Problem details => For each line of the data below, test for "clock". Report only the number of lines that pass.

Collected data
+-------+
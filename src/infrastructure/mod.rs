//! Infrastructure layer for external integrations.
//!
//! This layer implements the repository traits defined by the domain layer.
//!
//! # Modules
//!
//! - [`store`] - Store handles (Redis and in-process) with timeouts and retries
//! - [`persistence`] - Link and metrics repository implementations

pub mod persistence;
pub mod store;
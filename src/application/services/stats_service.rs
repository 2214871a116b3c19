//! Visit metrics service.

use std::sync::Arc;

use crate::domain::entities::LinkMetrics;
use crate::domain::repositories::{LinkRepository, MetricsRepository};
use crate::error::AppError;
use serde_json::json;

/// Service for reading visit counts.
///
/// A counter on its own can't tell "never visited" from "never existed", so
/// every lookup confirms the mapping is live before reading the counter.
pub struct StatsService {
    link_repository: Arc<dyn LinkRepository>,
    metrics_repository: Arc<dyn MetricsRepository>,
}

impl StatsService {
    /// Creates a new statistics service.
    pub fn new(
        link_repository: Arc<dyn LinkRepository>,
        metrics_repository: Arc<dyn MetricsRepository>,
    ) -> Self {
        Self {
            link_repository,
            metrics_repository,
        }
    }

    /// Returns the visit count for a live short code.
    ///
    /// # Errors
    ///
    /// Returns [`AppError::InvalidInput`] if `code` is empty.
    /// Returns [`AppError::NotFound`] if the code has no live mapping.
    /// Returns [`AppError::StoreUnavailable`] on store failure.
    pub async fn get_metrics(&self, code: &str) -> Result<LinkMetrics, AppError> {
        if code.is_empty() {
            return Err(AppError::invalid_input("Invalid URL", json!({})));
        }

        let long_url = self.link_repository.get(code).await?;
        let count = self.metrics_repository.get_count(code).await?;

        Ok(LinkMetrics {
            code: code.to_string(),
            long_url,
            count,
        })
    }
}
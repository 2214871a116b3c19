//! Helpers shared across layers.
//!
//! - [`clock`] - Injectable time source
//! - [`code_generator`] - Short code generation and alias validation
//! - [`url_validator`] - Long URL validation

pub mod clock;
pub mod code_generator;
pub mod url_validator;
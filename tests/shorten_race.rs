mod common;

use std::sync::Arc;
use tinylink::AppError;
use tinylink::domain::entities::LinkRequest;
use tinylink::server::Repositories;

fn request(url: &str, alias: &str) -> LinkRequest {
    LinkRequest {
        long_url: url.to_string(),
        alias: Some(alias.to_string()),
        expiration_days: Some(7),
    }
}

#[tokio::test]
async fn test_losing_alias_race_keeps_winner_counter() {
    let clock = common::start_clock();
    let backing = Repositories::memory(clock.clone());
    common::create_test_link(&backing, "abc", "https://winner.example", 7).await;
    for _ in 0..5 {
        backing.metrics.increment("abc").await.unwrap();
    }

    let racing = Repositories {
        links: Arc::new(common::StaleExistsLinks {
            inner: backing.links.clone(),
        }),
        metrics: backing.metrics.clone(),
    };
    let ctx = common::create_state_with(racing, clock);

    let err = ctx
        .state
        .link_service
        .shorten(request("https://loser.example", "abc"))
        .await
        .unwrap_err();

    assert!(matches!(err, AppError::AliasTaken { ref alias } if alias == "abc"));
    assert_eq!(
        backing.links.get("abc").await.unwrap(),
        "https://winner.example"
    );
    assert_eq!(backing.metrics.get_count("abc").await.unwrap(), 5);
}

#[tokio::test]
async fn test_reissued_alias_starts_from_zero() {
    let ctx = common::create_test_state();
    ctx.repositories.metrics.increment("again").await.unwrap();

    ctx.state
        .link_service
        .shorten(request("https://example.com", "again"))
        .await
        .unwrap();

    assert_eq!(ctx.repositories.metrics.get_count("again").await.unwrap(), 0);
}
+-------+
Solution to this problem => 5